He said: "We have been very careful not to make strident announcements and so we will remain open-minded about what the schedule looks like. In the future, you may have hit shows both on STV and ITV but they might not be shown at the same time. That is the level of refinement that we are working towards."

Asked if they would consider bringing back shows such as The Bill, he said: "Yes, we will. We have a very open mind about what the schedule will look like."

Bobby Hain, STV's managing director of broadcasting, said: "We have never said we are never going to consider these programmes again.

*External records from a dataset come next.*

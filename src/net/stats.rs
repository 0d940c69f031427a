//! 统计信息
//!
//! 运行计数器，以及仿真结束后导出的统计快照。

use std::collections::BTreeMap;

use serde::Serialize;

use super::id::{FlowId, LinkId, NodeId};
use super::link::LinkUtilization;
use super::network::Network;
use crate::ctrl::{CongestionState, ControlDatabase};
use crate::proto::FlowRecord;
use crate::sim::{Diagnostic, SimTime};

/// 网络运行计数器
#[derive(Debug, Default, Clone, Serialize)]
pub struct Stats {
    /// 到达目的主机的段（含 CTRL 广播副本）
    pub delivered_segments: u64,
    /// 因缓冲区满被丢弃的数据包
    pub dropped_segments: u64,
    /// 交换机消费的控制消息
    pub control_messages: u64,
}

#[derive(Debug, Clone, Serialize)]
pub struct LinkReport {
    pub id: LinkId,
    pub from: String,
    pub to: String,
    pub latency: SimTime,
    pub bandwidth_bps: u64,
    pub drops: u64,
    pub utilization: LinkUtilization,
}

/// 仿真结束后的统计快照
#[derive(Debug, Clone, Serialize)]
pub struct Statistics {
    pub end_time: SimTime,
    pub counters: Stats,
    pub flows: BTreeMap<FlowId, FlowRecord>,
    pub links: Vec<LinkReport>,
    pub control_database: Option<ControlDatabase>,
    pub congestion: BTreeMap<NodeId, CongestionState>,
    pub diagnostics: Vec<Diagnostic>,
}

impl Statistics {
    pub fn completed_flows(&self) -> usize {
        self.flows.values().filter(|f| f.is_completed()).count()
    }
}

impl Network {
    /// 生成统计快照
    pub fn statistics(&self, now: SimTime) -> Statistics {
        let flows = self
            .hosts()
            .filter_map(|h| h.agent()?.flow_record())
            .map(|r| (r.id, r.clone()))
            .collect();
        let links = self
            .links()
            .iter()
            .map(|l| LinkReport {
                id: l.id,
                from: self.node_name(l.from).to_string(),
                to: self.node_name(l.to).to_string(),
                latency: l.latency,
                bandwidth_bps: l.bandwidth_bps,
                drops: l.buffer.drops(),
                utilization: l.utilization.clone(),
            })
            .collect();
        let controller = self.controller();
        Statistics {
            end_time: now,
            counters: self.stats.clone(),
            flows,
            links,
            control_database: controller.map(|c| c.database().clone()),
            congestion: controller
                .map(|c| c.congestion_states().clone())
                .unwrap_or_default(),
            diagnostics: self.diagnostics.entries().to_vec(),
        }
    }
}
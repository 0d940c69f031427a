use crate::sim::{Event, SimError, SimTime, Simulator, World};
use std::any::Any;
use std::sync::{Arc, Mutex};

#[derive(Default)]
struct DummyWorld {
    ticks: usize,
    fatal: Vec<String>,
}

impl World for DummyWorld {
    fn as_any_mut(&mut self) -> &mut dyn Any {
        self
    }

    fn on_tick(&mut self, _sim: &mut Simulator) {
        self.ticks = self.ticks.saturating_add(1);
    }

    fn on_fatal(&mut self, _now: SimTime, err: &SimError) {
        self.fatal.push(err.to_string());
    }
}

struct Push {
    id: u32,
    log: Arc<Mutex<Vec<(u32, SimTime)>>>,
}

impl Event for Push {
    fn execute(self: Box<Self>, sim: &mut Simulator, _world: &mut dyn World) -> Result<(), SimError> {
        let Push { id, log } = *self;
        log.lock().expect("log lock").push((id, sim.now()));
        Ok(())
    }
}

struct PushThenScheduleNow {
    id: u32,
    next_id: u32,
    log: Arc<Mutex<Vec<(u32, SimTime)>>>,
}

impl Event for PushThenScheduleNow {
    fn execute(self: Box<Self>, sim: &mut Simulator, _world: &mut dyn World) -> Result<(), SimError> {
        let PushThenScheduleNow { id, next_id, log } = *self;
        log.lock().expect("log lock").push((id, sim.now()));
        sim.schedule(sim.now(), Push { id: next_id, log })
    }
}

/// 尝试调度到过去
struct ScheduleInPast;

impl Event for ScheduleInPast {
    fn execute(self: Box<Self>, sim: &mut Simulator, _world: &mut dyn World) -> Result<(), SimError> {
        sim.schedule(SimTime(1), ScheduleInPast)
    }
}

fn ids(log: &Arc<Mutex<Vec<(u32, SimTime)>>>) -> Vec<u32> {
    log.lock().expect("log lock").iter().map(|(id, _)| *id).collect()
}

#[test]
fn scheduled_events_order_by_time_then_seq() {
    let log = Arc::new(Mutex::new(Vec::new()));

    let mut sim = Simulator::default();
    for (id, at) in [(1, 10), (2, 5), (3, 10)] {
        sim.schedule(
            SimTime(at),
            Push {
                id,
                log: Arc::clone(&log),
            },
        )
        .expect("schedule");
    }
    assert_eq!(sim.len(), 3);
    assert_eq!(sim.peek_time(), Some(SimTime(5)));

    let mut world = DummyWorld::default();
    let executed = sim.run(&mut world).expect("run");

    assert_eq!(executed, 3);
    assert_eq!(ids(&log), vec![2, 1, 3]);
    assert_eq!(world.ticks, 3);
    assert_eq!(sim.now(), SimTime(10));
    assert!(sim.is_empty());
}

#[test]
fn handlers_observe_non_decreasing_time() {
    let log = Arc::new(Mutex::new(Vec::new()));
    let mut sim = Simulator::default();
    for (id, at) in [(1u32, 30u64), (2, 10), (3, 20), (4, 10), (5, 0)] {
        sim.schedule(
            SimTime(at),
            Push {
                id,
                log: Arc::clone(&log),
            },
        )
        .expect("schedule");
    }
    sim.run(&mut DummyWorld::default()).expect("run");

    let times: Vec<SimTime> = log.lock().expect("log lock").iter().map(|(_, t)| *t).collect();
    assert!(times.windows(2).all(|w| w[0] <= w[1]));
    assert_eq!(ids(&log), vec![5, 2, 4, 3, 1]);
}

#[test]
fn event_scheduled_at_same_time_inside_event_runs_after_current_event() {
    let log = Arc::new(Mutex::new(Vec::new()));

    let mut sim = Simulator::default();
    sim.schedule(
        SimTime::ZERO,
        PushThenScheduleNow {
            id: 1,
            next_id: 2,
            log: Arc::clone(&log),
        },
    )
    .expect("schedule");

    let mut world = DummyWorld::default();
    sim.run(&mut world).expect("run");

    assert_eq!(ids(&log), vec![1, 2]);
    assert_eq!(world.ticks, 2);
    assert_eq!(sim.now(), SimTime::ZERO);
}

#[test]
fn run_until_skips_events_after_until_and_advances_time() {
    let log = Arc::new(Mutex::new(Vec::new()));

    let mut sim = Simulator::default();
    for (id, at) in [(1, 0), (2, 10)] {
        sim.schedule(
            SimTime(at),
            Push {
                id,
                log: Arc::clone(&log),
            },
        )
        .expect("schedule");
    }

    let mut world = DummyWorld::default();
    assert_eq!(sim.run_until(SimTime(5), &mut world).expect("run_until"), 1);
    assert_eq!(ids(&log), vec![1]);
    assert_eq!(sim.now(), SimTime(5));

    sim.run(&mut world).expect("run");
    assert_eq!(ids(&log), vec![1, 2]);
    assert_eq!(sim.now(), SimTime(10));
}

#[test]
fn run_until_executes_events_scheduled_exactly_at_until() {
    let log = Arc::new(Mutex::new(Vec::new()));

    let mut sim = Simulator::default();
    sim.schedule(
        SimTime(5),
        Push {
            id: 1,
            log: Arc::clone(&log),
        },
    )
    .expect("schedule");

    let mut world = DummyWorld::default();
    sim.run_until(SimTime(5), &mut world).expect("run_until");

    assert_eq!(ids(&log), vec![1]);
    assert_eq!(sim.now(), SimTime(5));
}

#[test]
fn schedule_in_the_past_is_rejected() {
    let mut sim = Simulator::default();
    sim.run_until(SimTime(10), &mut DummyWorld::default())
        .expect("run_until");

    let err = sim.schedule(SimTime(3), ScheduleInPast).expect_err("past");
    assert!(matches!(
        err,
        SimError::ScheduleInPast {
            at: SimTime(3),
            now: SimTime(10)
        }
    ));
    assert!(sim.is_empty());
}

#[test]
fn failing_event_halts_run_and_reports_fatal() {
    let log = Arc::new(Mutex::new(Vec::new()));
    let mut sim = Simulator::default();
    sim.schedule(SimTime(5), ScheduleInPast).expect("schedule");
    sim.schedule(
        SimTime(6),
        Push {
            id: 9,
            log: Arc::clone(&log),
        },
    )
    .expect("schedule");

    let mut world = DummyWorld::default();
    let err = sim.run(&mut world).expect_err("fatal");

    assert!(matches!(err, SimError::ScheduleInPast { .. }));
    assert_eq!(world.fatal.len(), 1);
    assert!(ids(&log).is_empty(), "run must stop at the failing event");
    assert_eq!(sim.len(), 1);
}

#[test]
fn scheduled_events_expose_kind_and_target() {
    use crate::net::{FlowId, FlowPathSetup, NodeId};
    use crate::sim::EventKind;

    let log = Arc::new(Mutex::new(Vec::new()));
    let mut sim = Simulator::default();
    sim.schedule(SimTime(5), Push { id: 1, log }).expect("schedule push");
    sim.schedule(
        SimTime(3),
        FlowPathSetup {
            switch: NodeId(4),
            flow: FlowId(1),
            next_hop: NodeId(5),
        },
    )
    .expect("schedule setup");

    let first = sim.pop_next().expect("setup event");
    assert_eq!(first.kind(), EventKind::FlowPathSetup);
    assert_eq!(first.target(), Some(NodeId(4)));
    let second = sim.pop_next().expect("push event");
    assert_eq!(second.kind(), EventKind::Custom);
    assert_eq!(second.target(), None);
}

It's not a final decision."

STV has already seen its average daily audience drop by 12 per cent in the past year, losing viewers at more than double the rate of ITV. In recent weeks, it has defended renewed claims that its Scottish substitutes are faring poorly with viewers who have the digital choice of switching to the main ITV station.

Yesterday, Mr Woodward said STV hopes to secure funding to produce a one-hour six o'clock news programme for Scotland, estimated to cost around 15m a year.

An Ofcom Scotland spokesman said they had received 30 complaints to date about STV opting out of the ITV network.

Robert Beveridge, a lecturer in media policy at Edinburgh Napier University, said: "STV's decision to make and broadcast more programmes for and about Scotland and the Scottish perspective on the world is deserving of our full support."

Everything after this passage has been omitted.